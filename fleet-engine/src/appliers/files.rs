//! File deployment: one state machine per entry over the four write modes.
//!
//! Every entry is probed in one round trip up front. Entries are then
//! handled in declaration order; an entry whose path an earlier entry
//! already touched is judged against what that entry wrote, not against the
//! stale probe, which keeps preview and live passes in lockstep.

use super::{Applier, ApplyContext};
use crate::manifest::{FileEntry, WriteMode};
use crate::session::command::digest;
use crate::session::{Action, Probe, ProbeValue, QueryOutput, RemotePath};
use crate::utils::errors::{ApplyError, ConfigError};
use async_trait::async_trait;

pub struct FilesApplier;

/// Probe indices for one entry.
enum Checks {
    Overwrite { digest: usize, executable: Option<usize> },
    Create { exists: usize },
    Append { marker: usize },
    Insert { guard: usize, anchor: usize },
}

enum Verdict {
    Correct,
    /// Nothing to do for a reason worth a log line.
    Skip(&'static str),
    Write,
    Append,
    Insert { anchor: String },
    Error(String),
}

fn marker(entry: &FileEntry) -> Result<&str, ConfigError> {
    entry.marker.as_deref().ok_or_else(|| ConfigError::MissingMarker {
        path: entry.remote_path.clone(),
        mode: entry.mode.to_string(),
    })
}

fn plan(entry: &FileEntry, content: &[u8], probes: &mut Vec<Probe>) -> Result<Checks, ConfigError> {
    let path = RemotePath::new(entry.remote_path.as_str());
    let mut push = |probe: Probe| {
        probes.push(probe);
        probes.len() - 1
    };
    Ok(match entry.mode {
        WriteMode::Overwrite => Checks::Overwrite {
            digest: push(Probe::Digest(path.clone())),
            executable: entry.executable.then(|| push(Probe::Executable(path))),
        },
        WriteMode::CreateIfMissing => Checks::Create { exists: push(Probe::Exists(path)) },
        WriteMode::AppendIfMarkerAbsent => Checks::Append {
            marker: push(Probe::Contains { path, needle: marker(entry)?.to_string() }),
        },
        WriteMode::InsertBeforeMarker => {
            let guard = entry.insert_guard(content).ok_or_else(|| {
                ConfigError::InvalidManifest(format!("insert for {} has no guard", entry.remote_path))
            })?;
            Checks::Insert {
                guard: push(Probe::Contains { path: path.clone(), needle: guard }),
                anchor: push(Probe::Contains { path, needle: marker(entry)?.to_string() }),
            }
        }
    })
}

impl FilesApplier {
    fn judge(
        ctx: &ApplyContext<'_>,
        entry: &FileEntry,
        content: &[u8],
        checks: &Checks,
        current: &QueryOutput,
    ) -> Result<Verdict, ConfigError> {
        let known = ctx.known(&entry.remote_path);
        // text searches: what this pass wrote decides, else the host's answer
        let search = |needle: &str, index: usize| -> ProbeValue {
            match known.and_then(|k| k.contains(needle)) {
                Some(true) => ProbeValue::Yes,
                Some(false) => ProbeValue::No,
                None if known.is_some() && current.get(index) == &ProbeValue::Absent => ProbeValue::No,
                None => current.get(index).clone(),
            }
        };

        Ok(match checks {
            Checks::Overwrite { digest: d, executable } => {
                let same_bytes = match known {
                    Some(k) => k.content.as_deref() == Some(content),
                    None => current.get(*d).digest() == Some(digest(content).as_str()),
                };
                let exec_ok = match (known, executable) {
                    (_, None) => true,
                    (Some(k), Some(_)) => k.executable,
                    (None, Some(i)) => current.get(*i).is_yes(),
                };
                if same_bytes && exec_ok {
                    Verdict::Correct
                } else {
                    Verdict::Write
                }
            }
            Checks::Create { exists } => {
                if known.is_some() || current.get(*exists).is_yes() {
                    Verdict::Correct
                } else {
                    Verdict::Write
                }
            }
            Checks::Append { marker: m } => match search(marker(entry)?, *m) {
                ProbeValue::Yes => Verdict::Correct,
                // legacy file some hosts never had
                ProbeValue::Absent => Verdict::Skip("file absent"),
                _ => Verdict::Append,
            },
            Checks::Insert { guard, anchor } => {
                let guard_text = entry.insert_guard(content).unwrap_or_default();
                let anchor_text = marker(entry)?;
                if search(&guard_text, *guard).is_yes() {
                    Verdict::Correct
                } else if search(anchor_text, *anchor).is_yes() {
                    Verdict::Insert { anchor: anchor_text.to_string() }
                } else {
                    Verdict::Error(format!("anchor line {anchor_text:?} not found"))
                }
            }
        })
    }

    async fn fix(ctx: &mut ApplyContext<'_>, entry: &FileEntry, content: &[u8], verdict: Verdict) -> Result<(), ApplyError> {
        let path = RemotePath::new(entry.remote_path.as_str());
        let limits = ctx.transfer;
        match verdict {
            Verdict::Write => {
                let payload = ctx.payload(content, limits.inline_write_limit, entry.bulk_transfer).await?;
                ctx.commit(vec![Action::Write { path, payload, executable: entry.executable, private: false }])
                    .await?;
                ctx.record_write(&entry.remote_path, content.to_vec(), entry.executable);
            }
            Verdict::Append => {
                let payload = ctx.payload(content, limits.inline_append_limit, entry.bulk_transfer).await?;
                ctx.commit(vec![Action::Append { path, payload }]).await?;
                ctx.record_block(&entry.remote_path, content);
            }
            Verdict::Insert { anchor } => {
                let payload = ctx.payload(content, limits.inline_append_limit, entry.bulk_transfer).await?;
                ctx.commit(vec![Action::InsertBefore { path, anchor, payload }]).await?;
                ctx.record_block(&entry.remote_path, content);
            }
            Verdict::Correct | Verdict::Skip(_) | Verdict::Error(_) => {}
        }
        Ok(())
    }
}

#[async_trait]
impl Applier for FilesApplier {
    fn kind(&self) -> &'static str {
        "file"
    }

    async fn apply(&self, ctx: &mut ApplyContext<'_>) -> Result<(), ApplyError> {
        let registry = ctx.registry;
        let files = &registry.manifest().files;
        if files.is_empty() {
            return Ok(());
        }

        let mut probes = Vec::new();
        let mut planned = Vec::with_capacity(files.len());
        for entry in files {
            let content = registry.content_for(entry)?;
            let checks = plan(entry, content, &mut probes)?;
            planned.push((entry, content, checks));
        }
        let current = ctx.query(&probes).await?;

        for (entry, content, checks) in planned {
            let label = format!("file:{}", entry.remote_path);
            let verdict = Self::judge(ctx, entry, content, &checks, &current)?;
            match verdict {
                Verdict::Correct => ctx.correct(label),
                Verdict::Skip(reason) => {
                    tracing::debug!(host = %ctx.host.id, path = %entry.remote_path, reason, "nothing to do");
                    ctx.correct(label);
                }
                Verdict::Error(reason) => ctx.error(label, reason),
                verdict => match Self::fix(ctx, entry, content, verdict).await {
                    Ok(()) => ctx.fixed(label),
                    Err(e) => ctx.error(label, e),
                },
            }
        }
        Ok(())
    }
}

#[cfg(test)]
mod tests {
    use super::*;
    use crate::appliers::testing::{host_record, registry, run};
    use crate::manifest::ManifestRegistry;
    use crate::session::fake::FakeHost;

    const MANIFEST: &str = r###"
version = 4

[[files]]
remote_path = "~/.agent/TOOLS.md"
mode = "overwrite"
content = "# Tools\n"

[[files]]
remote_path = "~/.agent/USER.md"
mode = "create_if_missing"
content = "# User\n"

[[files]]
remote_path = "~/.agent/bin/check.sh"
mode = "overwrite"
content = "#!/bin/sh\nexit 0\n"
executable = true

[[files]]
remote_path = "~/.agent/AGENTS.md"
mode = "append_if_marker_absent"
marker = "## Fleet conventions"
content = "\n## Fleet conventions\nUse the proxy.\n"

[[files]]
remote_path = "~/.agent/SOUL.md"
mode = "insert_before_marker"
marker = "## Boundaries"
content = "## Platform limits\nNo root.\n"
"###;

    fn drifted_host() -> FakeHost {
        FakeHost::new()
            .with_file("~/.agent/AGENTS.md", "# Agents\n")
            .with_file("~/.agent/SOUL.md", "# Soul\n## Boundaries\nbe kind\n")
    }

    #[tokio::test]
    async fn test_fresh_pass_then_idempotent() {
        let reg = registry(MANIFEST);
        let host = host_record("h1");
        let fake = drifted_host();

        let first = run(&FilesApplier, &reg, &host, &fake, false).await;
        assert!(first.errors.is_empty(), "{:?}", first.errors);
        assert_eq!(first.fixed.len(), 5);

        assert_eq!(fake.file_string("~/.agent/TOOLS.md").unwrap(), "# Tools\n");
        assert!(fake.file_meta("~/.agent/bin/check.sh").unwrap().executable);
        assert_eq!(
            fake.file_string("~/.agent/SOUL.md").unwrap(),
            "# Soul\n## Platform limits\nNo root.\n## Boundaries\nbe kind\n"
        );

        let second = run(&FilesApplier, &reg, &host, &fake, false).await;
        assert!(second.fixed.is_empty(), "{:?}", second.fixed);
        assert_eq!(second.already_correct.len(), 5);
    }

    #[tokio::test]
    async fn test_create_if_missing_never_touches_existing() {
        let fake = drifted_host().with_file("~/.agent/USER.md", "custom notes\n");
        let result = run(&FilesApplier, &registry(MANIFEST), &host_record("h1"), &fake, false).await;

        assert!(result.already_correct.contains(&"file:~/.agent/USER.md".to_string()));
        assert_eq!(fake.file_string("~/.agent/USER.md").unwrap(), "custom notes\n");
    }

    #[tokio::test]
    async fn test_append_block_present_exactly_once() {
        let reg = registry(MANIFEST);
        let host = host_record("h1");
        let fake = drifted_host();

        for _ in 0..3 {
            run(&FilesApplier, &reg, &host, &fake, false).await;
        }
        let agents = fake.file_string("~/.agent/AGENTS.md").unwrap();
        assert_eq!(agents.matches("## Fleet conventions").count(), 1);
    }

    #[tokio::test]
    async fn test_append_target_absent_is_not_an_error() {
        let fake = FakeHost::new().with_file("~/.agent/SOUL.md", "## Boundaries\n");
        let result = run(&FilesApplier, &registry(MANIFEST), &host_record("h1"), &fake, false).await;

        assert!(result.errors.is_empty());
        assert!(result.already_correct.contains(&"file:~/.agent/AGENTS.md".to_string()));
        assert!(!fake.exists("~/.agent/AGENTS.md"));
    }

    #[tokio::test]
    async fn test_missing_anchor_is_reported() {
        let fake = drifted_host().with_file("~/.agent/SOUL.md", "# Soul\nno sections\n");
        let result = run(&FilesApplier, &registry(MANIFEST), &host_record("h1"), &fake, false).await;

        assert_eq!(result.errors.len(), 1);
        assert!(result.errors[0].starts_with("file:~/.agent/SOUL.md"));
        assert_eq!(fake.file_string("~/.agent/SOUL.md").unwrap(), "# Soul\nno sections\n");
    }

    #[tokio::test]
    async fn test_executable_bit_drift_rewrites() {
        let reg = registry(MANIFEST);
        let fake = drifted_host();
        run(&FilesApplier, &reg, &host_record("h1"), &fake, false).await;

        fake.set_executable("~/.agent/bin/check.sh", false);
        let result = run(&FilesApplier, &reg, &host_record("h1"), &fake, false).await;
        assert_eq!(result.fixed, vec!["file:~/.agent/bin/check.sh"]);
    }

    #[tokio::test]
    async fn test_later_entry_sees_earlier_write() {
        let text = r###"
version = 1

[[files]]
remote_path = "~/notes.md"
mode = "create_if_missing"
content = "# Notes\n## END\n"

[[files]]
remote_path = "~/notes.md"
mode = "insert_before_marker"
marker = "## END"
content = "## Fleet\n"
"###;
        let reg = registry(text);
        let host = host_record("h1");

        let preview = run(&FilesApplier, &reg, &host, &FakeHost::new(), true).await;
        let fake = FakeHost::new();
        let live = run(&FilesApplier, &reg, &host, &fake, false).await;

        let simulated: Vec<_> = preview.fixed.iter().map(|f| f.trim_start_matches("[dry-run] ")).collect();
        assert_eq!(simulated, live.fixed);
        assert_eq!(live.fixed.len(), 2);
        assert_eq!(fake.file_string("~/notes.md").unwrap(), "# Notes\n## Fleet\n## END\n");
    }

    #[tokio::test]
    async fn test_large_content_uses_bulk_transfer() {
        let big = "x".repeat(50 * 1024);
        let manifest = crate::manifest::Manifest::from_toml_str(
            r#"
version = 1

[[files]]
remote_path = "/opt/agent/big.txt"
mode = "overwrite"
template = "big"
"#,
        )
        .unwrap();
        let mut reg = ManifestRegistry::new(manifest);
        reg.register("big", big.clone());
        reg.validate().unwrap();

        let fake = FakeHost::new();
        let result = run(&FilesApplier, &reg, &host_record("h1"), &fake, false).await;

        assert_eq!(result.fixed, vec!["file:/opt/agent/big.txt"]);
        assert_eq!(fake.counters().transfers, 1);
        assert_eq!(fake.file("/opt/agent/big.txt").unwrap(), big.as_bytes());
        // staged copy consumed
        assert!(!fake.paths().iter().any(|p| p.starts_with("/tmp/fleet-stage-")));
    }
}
* * *
* **HOW TO COMPLETE THIS TASK**
Give a count of the lines above that include the word "clone", and add nothing to it.

* **YOUR RESPONSE**
5